NovelToon NovelToon
SI JUTEK DAN PAK DOSEN KILLER

SI JUTEK DAN PAK DOSEN KILLER

Status: sedang berlangsung
Genre:Dosen
Popularitas:7.8k
Nilai: 5
Nama Author: Nina Sani

Ana—si “Jutek" cantik yang keras kepala—tidak pernah takut pada siapa pun di kampus. Kecuali satu orang yang benar-benar membuatnya naik darah: **Adi**, dosen muda yang terkenal killer, dingin, dan terlalu sexy untuk diabaikan.

Pertemuan mereka selalu penuh ketegangan—tatapan tajam, debat panas di kelas, dan permainan kecil yang hanya mereka berdua pahami.

Ana yakin ia membenci Adi.
Adi justru menikmati setiap detik perlawanan itu.

Namun di balik kebencian yang keras dan gengsi yang tinggi, ada sesuatu yang perlahan tumbuh—**panas, berbahaya, dan semakin sulit disembunyikan.**

Karena kadang…
orang yang paling ingin kita lawan adalah orang yang paling membuat jantung kita berdebar.

Karya ini diterbitkan atas izin NovelToon Nina Sani, isi konten hanyalah pandangan pribadi pembuatnya, tidak mewakili NovelToon sendiri

BAYANGAN LAMA

Beberapa hari setelah ciuman kedua yang mendebarkan di perpustakaan pribadi Adi, dunia seolah kembali berputar pada porosnya. Dari luar, semuanya tampak berjalan seperti biasa. Ana tetap datang ke kampus dengan langkah tegap, duduk di barisan tengah yang sama, beradu argumen dengan teman-teman yang sama, dan menjalani rutinitas akademik yang seolah tak pernah berakhir.

Bimbingan skripsinya pun terus melaju. Lembar demi lembar bab empat dan lima telah dipenuhi dengan coretan tinta merah yang perlahan berkurang. Sebenarnya, Ana berada di ambang garis finis. Skripsinya sudah hampir sempurna. Jika revisi terakhir ini disetujui, ia hanya tinggal selangkah lagi menuju pendaftaran sidang akhir.

Harusnya ini menjadi kabar paling membahagiakan dalam empat tahun masa kuliahnya. Harusnya Ana merasa lega, seolah salah satu beban hidupnya diangkat. Namun, entah mengapa, beberapa hari terakhir justru terasa aneh. Ada semacam rasa hampa yang menyusup di sela-sela keberhasilannya.

Bukan karena data penelitiannya yang bermasalah. Melainkan karena cara ia memikirkan seseorang. Dan bagi Ana yang memiliki harga diri setinggi langit, mengakui bahwa pikirannya telah disandera oleh sosok Adi Pratama adalah hal yang sangat menyebalkan.

*

Siang itu, koridor fakultas terasa lebih lengang dari biasanya.
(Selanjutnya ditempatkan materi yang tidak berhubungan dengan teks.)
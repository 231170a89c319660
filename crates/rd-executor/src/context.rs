//! The executor-facing surface (spec §6 "Executor interface").
//!
//! `RunExecutor` is implemented once for real by `codex::CodexExecutor`
//! (drives the agent via the [`crate::supervisor::Supervisor`]) and is
//! otherwise implemented by fakes in `rd-server`'s own tests — `rd-executor`
//! itself never assumes which implementation is in play.

use std::sync::{Arc, Mutex};

use async_trait::async_trait;
use rd_core::model::{ReasoningEffort, ReviewDescriptor, RunKind, RunStatus};
use rd_core::RunId;
use serde_json::Value;

/// The slice of a run's configuration an executor needs to start a turn.
/// Deliberately narrower than `rd_core::model::RunRecord`: no status,
/// timestamps, or log paths, since the executor neither reads nor writes
/// those.
#[derive(Debug, Clone)]
pub struct ExecutorRunConfig {
    pub id: RunId,
    pub cwd: String,
    pub prompt: String,
    pub kind: RunKind,
    pub review: Option<ReviewDescriptor>,
    pub model: Option<String>,
    pub effort: Option<ReasoningEffort>,
    pub sandbox: String,
    pub approval_policy: String,
    pub thread_id: Option<String>,
}

type InterruptFn = dyn Fn() + Send + Sync;

/// Shared with the caller that constructs a [`RunExecutionContext`] so stop
/// and interrupt requests can reach whatever handler the executor
/// registered mid-flight, without the caller needing a reference into the
/// executor itself.
#[derive(Clone, Default)]
pub struct InterruptHandle(Arc<Mutex<Option<Arc<InterruptFn>>>>);

impl InterruptHandle {
    pub fn new() -> Self {
        Self::default()
    }

    /// Invokes the currently registered handler, if any. A no-op before the
    /// executor has called `set_interrupt`, which is expected during the
    /// brief window before the turn actually starts.
    pub fn fire(&self) {
        let handler = self.0.lock().expect("interrupt handle mutex poisoned").clone();
        if let Some(handler) = handler {
            handler();
        }
    }
}

type SteerFn = dyn Fn(String) + Send + Sync;

/// Mirrors [`InterruptHandle`] for `steer`: registered only while a turn
/// that actually accepts steering is active, so the caller can ask
/// `is_registered` to decide between delivering the text and failing with
/// "no active turn" (spec's `steer` contract is narrower than `interrupt` —
/// not every executor need support it).
#[derive(Clone, Default)]
pub struct SteerHandle(Arc<Mutex<Option<Arc<SteerFn>>>>);

impl SteerHandle {
    pub fn new() -> Self {
        Self::default()
    }

    pub fn is_registered(&self) -> bool {
        self.0.lock().expect("steer handle mutex poisoned").is_some()
    }

    /// Invokes the currently registered handler, if any. Callers that care
    /// whether steering is actually possible should check `is_registered`
    /// first rather than rely on this being a no-op.
    pub fn fire(&self, text: String) {
        let handler = self.0.lock().expect("steer handle mutex poisoned").clone();
        if let Some(handler) = handler {
            handler(text);
        }
    }
}

/// Passed by value into `RunExecutor::execute`; mutated in place as the
/// executor learns ids from the agent.
pub struct RunExecutionContext {
    pub run: ExecutorRunConfig,
    notify: Box<dyn FnMut(String, Value) + Send>,
    set_ids: Box<dyn FnMut(Option<String>, Option<String>, Option<String>) + Send>,
    interrupt: InterruptHandle,
    steer: SteerHandle,
}

impl RunExecutionContext {
    pub fn new(
        run: ExecutorRunConfig,
        notify: impl FnMut(String, Value) + Send + 'static,
        set_ids: impl FnMut(Option<String>, Option<String>, Option<String>) + Send + 'static,
        interrupt: InterruptHandle,
        steer: SteerHandle,
    ) -> Self {
        Self {
            run,
            notify: Box::new(notify),
            set_ids: Box::new(set_ids),
            interrupt,
            steer,
        }
    }

    /// Forwards one raw `codex.notification` kind/payload pair to the
    /// caller (which appends it to the event buffer and feeds the rollup
    /// engine; `rd-executor` does neither itself).
    pub fn publish_notification(&mut self, kind: impl Into<String>, payload: Value) {
        (self.notify)(kind.into(), payload);
    }

    /// Records the thread/turn/rollout ids the agent assigned once they're
    /// known, usually from the first notification of a new turn.
    pub fn set_codex_ids(&mut self, thread_id: Option<String>, turn_id: Option<String>, rollout_path: Option<String>) {
        (self.set_ids)(thread_id, turn_id, rollout_path);
    }

    /// Registers the handler invoked when the caller requests cooperative
    /// cancellation (`interrupt` or `stop`). Replaces any prior handler.
    pub fn set_interrupt(&self, handler: impl Fn() + Send + Sync + 'static) {
        *self.interrupt.0.lock().expect("interrupt handle mutex poisoned") = Some(Arc::new(handler));
    }

    /// Registers the handler invoked when the caller injects `steer` text
    /// into the active turn. Executors that don't support mid-turn steering
    /// simply never call this, leaving `SteerHandle::is_registered` false.
    pub fn set_steer(&self, handler: impl Fn(String) + Send + Sync + 'static) {
        *self.steer.0.lock().expect("steer handle mutex poisoned") = Some(Arc::new(handler));
    }

    pub fn effort(&self) -> Option<ReasoningEffort> {
        self.run.effort
    }
}

#[derive(Debug, Clone)]
pub struct RunExecutionResult {
    pub status: RunStatus,
    pub error: Option<String>,
}

impl RunExecutionResult {
    pub fn succeeded() -> Self {
        Self {
            status: RunStatus::Succeeded,
            error: None,
        }
    }

    pub fn failed(reason: impl Into<String>) -> Self {
        Self {
            status: RunStatus::Failed,
            error: Some(reason.into()),
        }
    }

    pub fn interrupted(reason: impl Into<String>) -> Self {
        Self {
            status: RunStatus::Interrupted,
            error: Some(reason.into()),
        }
    }

    pub fn paused(reason: impl Into<String>) -> Self {
        Self {
            status: RunStatus::Paused,
            error: Some(reason.into()),
        }
    }
}

#[async_trait]
pub trait RunExecutor: Send + Sync {
    async fn execute(&self, ctx: RunExecutionContext) -> RunExecutionResult;
}

#[cfg(test)]
mod tests {
    use super::*;

    #[test]
    fn interrupt_handle_fire_is_a_noop_before_any_handler_is_registered() {
        let handle = InterruptHandle::new();
        handle.fire();
    }

    #[test]
    fn interrupt_handle_invokes_the_most_recently_registered_handler() {
        let handle = InterruptHandle::new();
        let run = ExecutorRunConfig {
            id: RunId::new(),
            cwd: "/tmp".into(),
            prompt: "hi".into(),
            kind: RunKind::Exec,
            review: None,
            model: None,
            effort: None,
            sandbox: "workspace-write".into(),
            approval_policy: "never".into(),
            thread_id: None,
        };
        let ctx = RunExecutionContext::new(run, |_, _| {}, |_, _, _| {}, handle.clone(), SteerHandle::new());
        let fired = Arc::new(Mutex::new(false));
        let fired_clone = fired.clone();
        ctx.set_interrupt(move || *fired_clone.lock().unwrap() = true);
        handle.fire();
        assert!(*fired.lock().unwrap());
    }

    #[test]
    fn steer_handle_is_registered_only_after_a_handler_is_set() {
        let handle = SteerHandle::new();
        assert!(!handle.is_registered());
        let received = Arc::new(Mutex::new(None));
        let received_clone = received.clone();
        *handle.0.lock().unwrap() = Some(Arc::new(move |text: String| {
            *received_clone.lock().unwrap() = Some(text);
        }));
        assert!(handle.is_registered());
        handle.fire("more context".into());
        assert_eq!(received.lock().unwrap().as_deref(), Some("more context"));
    }

    #[test]
    fn run_execution_result_constructors_set_matching_status() {
        assert_eq!(RunExecutionResult::succeeded().status, RunStatus::Succeeded);
        assert_eq!(RunExecutionResult::failed("x").status, RunStatus::Failed);
        assert_eq!(RunExecutionResult::interrupted("x").status, RunStatus::Interrupted);
        assert_eq!(RunExecutionResult::paused("x").status, RunStatus::Paused);
    }
}
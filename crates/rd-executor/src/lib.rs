//! Drives the single long-lived agent process and exposes the
//! `RunExecutor` seam the core implementation and test fakes both
//! implement (spec §4.5, §6).

pub mod client;
pub mod codex;
pub mod context;
pub mod error;
pub mod protocol;
pub mod supervisor;

pub use client::AgentClient;
pub use codex::CodexExecutor;
pub use context::{ExecutorRunConfig, InterruptHandle, RunExecutionContext, RunExecutionResult, RunExecutor, SteerHandle};
pub use error::{ExecutorError, Result};
pub use protocol::{AgentCommand, AgentLine};
pub use supervisor::{Supervisor, SupervisorConfig, SupervisorState};
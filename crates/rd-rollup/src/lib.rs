//! Derives a stable, replayable, line-oriented transcript from noisy
//! streaming agent deltas (spec §4.4).

pub mod engine;
pub mod mojibake;
pub mod summaries;

pub use engine::RollupEngine;
pub use summaries::{mine as mine_thinking_summaries, ThinkingSummary};
//! Shared data model, error taxonomy, and configuration for the runner
//! workspace. Every other crate depends on this one; this crate depends on
//! nothing in the workspace.

pub mod config;
pub mod error;
pub mod ids;
pub mod model;
pub mod paths;

pub use error::{ApiError, Error, Result};
pub use ids::{RunId, RunnerId};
Sinar matahari menerobos masuk melalui celah-celah ventilasi, menciptakan pola garis-garis cahaya di atas lantai tegel yang dingin. Ana berjalan menuju ruang dosen dengan tangan mendekap laptop dan beberapa lembar catatan revisi di dadanya. Ia berniat menemui Adi sebentar, hanya untuk mengonfirmasi beberapa poin kesimpulan yang sempat diberi catatan "perlu penajaman" oleh pria itu.
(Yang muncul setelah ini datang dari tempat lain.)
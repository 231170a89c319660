//! Workspace-level integration tests driving the real HTTP/SSE surface
//! end to end, against a scripted `RunExecutor` fake standing in for the
//! agent subprocess. Covers the lifecycle/replay properties that can only
//! be observed by actually running the server: §8's E1, E2, and E5.
//! E3/E4 (rollup line-splitting) live as unit tests in `rd-rollup`'s
//! `engine.rs`; E6 (replay tie-break) lives in `rd-broadcast`'s
//! `broadcaster.rs`, both next to the code whose invariant they pin down.

use std::future::Future;
use std::net::SocketAddr;
use std::pin::Pin;
use std::sync::atomic::{AtomicUsize, Ordering};
use std::sync::Arc;
use std::time::Duration;

use async_trait::async_trait;
use futures::future::BoxFuture;
use futures::StreamExt;
use rd_client::RunnerClient;
use rd_core::model::{EventKind, Identity, ReplayFormat, RunKind, RunStatus};
use rd_core::RunnerId;
use rd_executor::{RunExecutionContext, RunExecutionResult, RunExecutor, Supervisor, SupervisorConfig};
use rd_server::ServeConfig;
use tokio::sync::Notify;

/// Boots a real `rd-server` instance bound to an ephemeral loopback port,
/// backed by `executor`, with auth disabled so tests talk to it directly.
/// Returns a client already pointed at it and the server's join handle.
async fn spawn_server(executor: Arc<dyn RunExecutor>) -> (RunnerClient, tokio::task::JoinHandle<()>) {
    // Leaked deliberately: the server outlives this function, so an RAII
    // `TempDir` guard here would delete the directory out from under it.
    let state_dir = tempfile::tempdir().expect("tempdir").into_path();
    let supervisor = Supervisor::spawn(SupervisorConfig::default(), Arc::new(|| {}));

    let listen: SocketAddr = "127.0.0.1:0".parse().unwrap();
    let bound = Arc::new(tokio::sync::OnceCell::new());
    let bound_tx = bound.clone();

    let config = ServeConfig {
        listen,
        state_dir,
        identity: Identity { runner_id: RunnerId::new(), token: "test-token".to_string() },
        auth_required: false,
        dev_mode: true,
        persist_raw_events: false,
        version: "test".to_string(),
        supervisor,
        executor,
        on_bound: Some(Box::new(move |addr: SocketAddr| {
            Box::pin(async move {
                let _ = bound_tx.set(addr);
            }) as BoxFuture<'static, ()>
        })),
    };

    let handle = tokio::spawn(async move {
        let _ = rd_server::serve(config).await;
    });

    let addr = loop {
        if let Some(addr) = bound.get() {
            break *addr;
        }
        tokio::time::sleep(Duration::from_millis(10)).await;
    };

    let client = RunnerClient::new(format!("http://{addr}"), None);
    (client, handle)
}

struct ScriptedExecutor {
    run: Box<
        dyn Fn(RunExecutionContext) -> Pin<Box<dyn Future<Output = RunExecutionResult> + Send>> + Send + Sync,
    >,
}

#[async_trait]
impl RunExecutor for ScriptedExecutor {
    async fn execute(&self, ctx: RunExecutionContext) -> RunExecutionResult {
        (self.run)(ctx).await
    }
}

fn cwd_string() -> String {
    std::env::current_dir().unwrap().to_string_lossy().to_string()
}

/// E1: a run that emits one output delta and succeeds ends up `succeeded`,
/// and a `replay=true,follow=true` attach sees `run.meta`, a rollup/notification
/// line, and `run.completed`.
#[tokio::test]
async fn e1_happy_path_run_completes_and_replays_its_full_history() {
    let executor: Arc<dyn RunExecutor> = Arc::new(ScriptedExecutor {
        run: Box::new(|mut ctx: RunExecutionContext| {
            Box::pin(async move {
                ctx.publish_notification("item/commandExecution/outputDelta", serde_json::json!({ "delta": "hi\n" }));
                RunExecutionResult::succeeded()
            })
        }),
    });
    let (client, _server) = spawn_server(executor).await;

    let created = client
        .create_run(&rd_client::dto::CreateRunRequest::new(cwd_string(), "hi".to_string(), RunKind::Exec))
        .await
        .expect("create_run");

    let deadline = tokio::time::Instant::now() + Duration::from_secs(5);
    loop {
        let record = client.get_run(created.run_id).await.expect("get_run");
        if record.status == RunStatus::Succeeded {
            break;
        }
        assert!(tokio::time::Instant::now() < deadline, "run did not reach succeeded in time");
        tokio::time::sleep(Duration::from_millis(20)).await;
    }

    let mut stream = client
        .stream_events(created.run_id, true, true, None, ReplayFormat::Auto)
        .expect("stream_events");

    let mut kinds = Vec::new();
    while let Some(event) = stream.next().await {
        let event = event.expect("event");
        let done = event.kind == EventKind::RunCompleted.sse_name();
        kinds.push(event.kind);
        if done {
            break;
        }
    }

    assert_eq!(kinds.first().map(String::as_str), Some(EventKind::RunMeta.sse_name()));
    assert!(kinds.iter().any(|k| k == EventKind::RollupOutputLine.sse_name() || k == EventKind::Notification.sse_name()));
    assert_eq!(kinds.last().map(String::as_str), Some(EventKind::RunCompleted.sse_name()));
    assert_eq!(
        kinds.iter().filter(|k| k.as_str() == EventKind::RunMeta.sse_name()).count(),
        1,
        "run.meta must open the replay exactly once, not once from the snapshot and once as the explicit opening frame"
    );
}

/// E2: subscribing with `replay=false,follow=true` strictly after an
/// "early" delta was published only observes events published afterward.
#[tokio::test]
async fn e2_follow_only_subscriber_misses_history_before_it_subscribed() {
    let early_published = Arc::new(Notify::new());
    let resume_execution = Arc::new(Notify::new());
    let early_published_in_executor = early_published.clone();
    let resume_execution_in_executor = resume_execution.clone();

    let executor: Arc<dyn RunExecutor> = Arc::new(ScriptedExecutor {
        run: Box::new(move |mut ctx: RunExecutionContext| {
            let early_published = early_published_in_executor.clone();
            let resume_execution = resume_execution_in_executor.clone();
            Box::pin(async move {
                ctx.publish_notification("item/commandExecution/outputDelta", serde_json::json!({ "delta": "early\n" }));
                early_published.notify_one();
                resume_execution.notified().await;
                ctx.publish_notification("item/commandExecution/outputDelta", serde_json::json!({ "delta": "late\n" }));
                RunExecutionResult::succeeded()
            })
        }),
    });
    let (client, _server) = spawn_server(executor).await;

    let created = client
        .create_run(&rd_client::dto::CreateRunRequest::new(cwd_string(), "hi".to_string(), RunKind::Exec))
        .await
        .expect("create_run");

    early_published.notified().await;

    let mut stream = client
        .stream_events(created.run_id, false, true, None, ReplayFormat::Auto)
        .expect("stream_events");
    resume_execution.notify_one();

    let mut saw_late = false;
    while let Some(event) = stream.next().await {
        let event = event.expect("event");
        if event.kind == EventKind::RollupOutputLine.sse_name() || event.kind == EventKind::Notification.sse_name() {
            let text = event.payload.get("text").and_then(|v| v.as_str()).unwrap_or_default();
            assert_ne!(text, "early", "a follow-only subscriber must not see pre-subscription history");
            if text == "late" {
                saw_late = true;
            }
        }
        if event.kind == EventKind::RunCompleted.sse_name() {
            break;
        }
    }
    assert!(saw_late, "expected the post-subscription delta to be observed");
}

/// E5: stopping a running run pauses it and emits `run.paused`; resuming it
/// with a new prompt drives it to `succeeded`, and a fresh replay attach
/// does not stop at the historical `run.paused` marker.
#[tokio::test]
async fn e5_stop_then_resume_reaches_succeeded_without_stopping_at_the_old_pause_marker() {
    let interrupted = Arc::new(Notify::new());
    // Signaled once `set_interrupt` has actually registered a handler, so
    // the test never calls `stop` while `interrupt.fire()` would still be a
    // no-op against an unregistered handle.
    let handler_installed = Arc::new(Notify::new());
    let invocation = Arc::new(AtomicUsize::new(0));
    let interrupted_in_executor = interrupted.clone();
    let handler_installed_in_executor = handler_installed.clone();
    let invocation_in_executor = invocation.clone();

    let executor: Arc<dyn RunExecutor> = Arc::new(ScriptedExecutor {
        run: Box::new(move |ctx: RunExecutionContext| {
            let interrupted = interrupted_in_executor.clone();
            let handler_installed = handler_installed_in_executor.clone();
            let invocation = invocation_in_executor.clone();
            Box::pin(async move {
                if invocation.fetch_add(1, Ordering::SeqCst) == 0 {
                    let interrupted = interrupted.clone();
                    ctx.set_interrupt(move || interrupted.notify_one());
                    handler_installed.notify_one();
                    interrupted.notified().await;
                    RunExecutionResult::interrupted("stopped by request")
                } else {
                    RunExecutionResult::succeeded()
                }
            })
        }),
    });
    let (client, _server) = spawn_server(executor).await;

    let created = client
        .create_run(&rd_client::dto::CreateRunRequest::new(cwd_string(), "hi".to_string(), RunKind::Exec))
        .await
        .expect("create_run");

    handler_installed.notified().await;
    client.stop(created.run_id).await.expect("stop");

    let deadline = tokio::time::Instant::now() + Duration::from_secs(5);
    loop {
        if client.get_run(created.run_id).await.expect("get_run").status == RunStatus::Paused {
            break;
        }
        assert!(tokio::time::Instant::now() < deadline, "run did not reach paused in time");
        tokio::time::sleep(Duration::from_millis(10)).await;
    }

    client
        .resume(created.run_id, &rd_client::dto::ResumeRequest { prompt: Some("continue".to_string()), effort: None })
        .await
        .expect("resume");

    let deadline = tokio::time::Instant::now() + Duration::from_secs(5);
    loop {
        if client.get_run(created.run_id).await.expect("get_run").status == RunStatus::Succeeded {
            break;
        }
        assert!(tokio::time::Instant::now() < deadline, "run did not reach succeeded after resume");
        tokio::time::sleep(Duration::from_millis(10)).await;
    }

    let mut stream = client
        .stream_events(created.run_id, true, true, None, ReplayFormat::Auto)
        .expect("stream_events");
    let mut last_kind = String::new();
    while let Some(event) = stream.next().await {
        let event = event.expect("event");
        last_kind = event.kind;
        if last_kind == EventKind::RunCompleted.sse_name() {
            break;
        }
    }
    assert_eq!(last_kind, EventKind::RunCompleted.sse_name(), "the historical run.paused must not terminate replay");
}

/// Sanity check that a bad request (nonexistent cwd) is rejected with the
/// spec's `invalid_request` kind rather than panicking the server.
#[tokio::test]
async fn create_run_rejects_a_nonexistent_cwd() {
    let executor: Arc<dyn RunExecutor> = Arc::new(ScriptedExecutor {
        run: Box::new(|_ctx: RunExecutionContext| Box::pin(async { RunExecutionResult::succeeded() })),
    });
    let (client, _server) = spawn_server(executor).await;

    let err = client
        .create_run(&rd_client::dto::CreateRunRequest::new(
            "/does/not/exist/anywhere".to_string(),
            "hi".to_string(),
            RunKind::Exec,
        ))
        .await
        .expect_err("nonexistent cwd should be rejected");

    assert!(matches!(err, rd_client::ClientError::Api { status: 400, .. }));
}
Langkahnya santai. Ia bahkan sempat bersenandung kecil, sebuah melodi tak beraturan yang hanya keluar saat suasana hatinya sedang stabil. Namun, begitu membuka ruang dosen, seolah detak jantung Ana mendadak berhenti berirama.

DI ujung pintu itu, ia melihat sebuah pemandangan yang seketika merampas oksigen di sekitarnya. Napasnya mendadak sesak.

Adi sedang duduk di kursinya yang berada di ujung ruangan yang cukup besar dan panjang ini, jauh dari posisi Ana berdiri sehingga ia tidak menyadari kehadirannya, di depannya, duduk seseorang yang sosoknya sudah sangat akrab di memori Ana: Bu Myra.

Myra tidak duduk tegak seperti mahasiswa yang sedang bimbingan. Ia duduk cukup dekat dengan Adi, tubuhnya sedikit mencondong ke depan hingga hampir melewati batas meja kerja. Jari-jemarinya menunjuk sesuatu di layar laptop yang terbuka di hadapan Adi. Mereka tampak sedang berdiskusi, namun atmosfer di antara mereka jauh dari kata kaku. Tidak ada aura "killer" yang biasanya Adi pancarkan. Tidak ada ketegangan yang biasanya Ana rasakan saat berhadapan dengan pria itu.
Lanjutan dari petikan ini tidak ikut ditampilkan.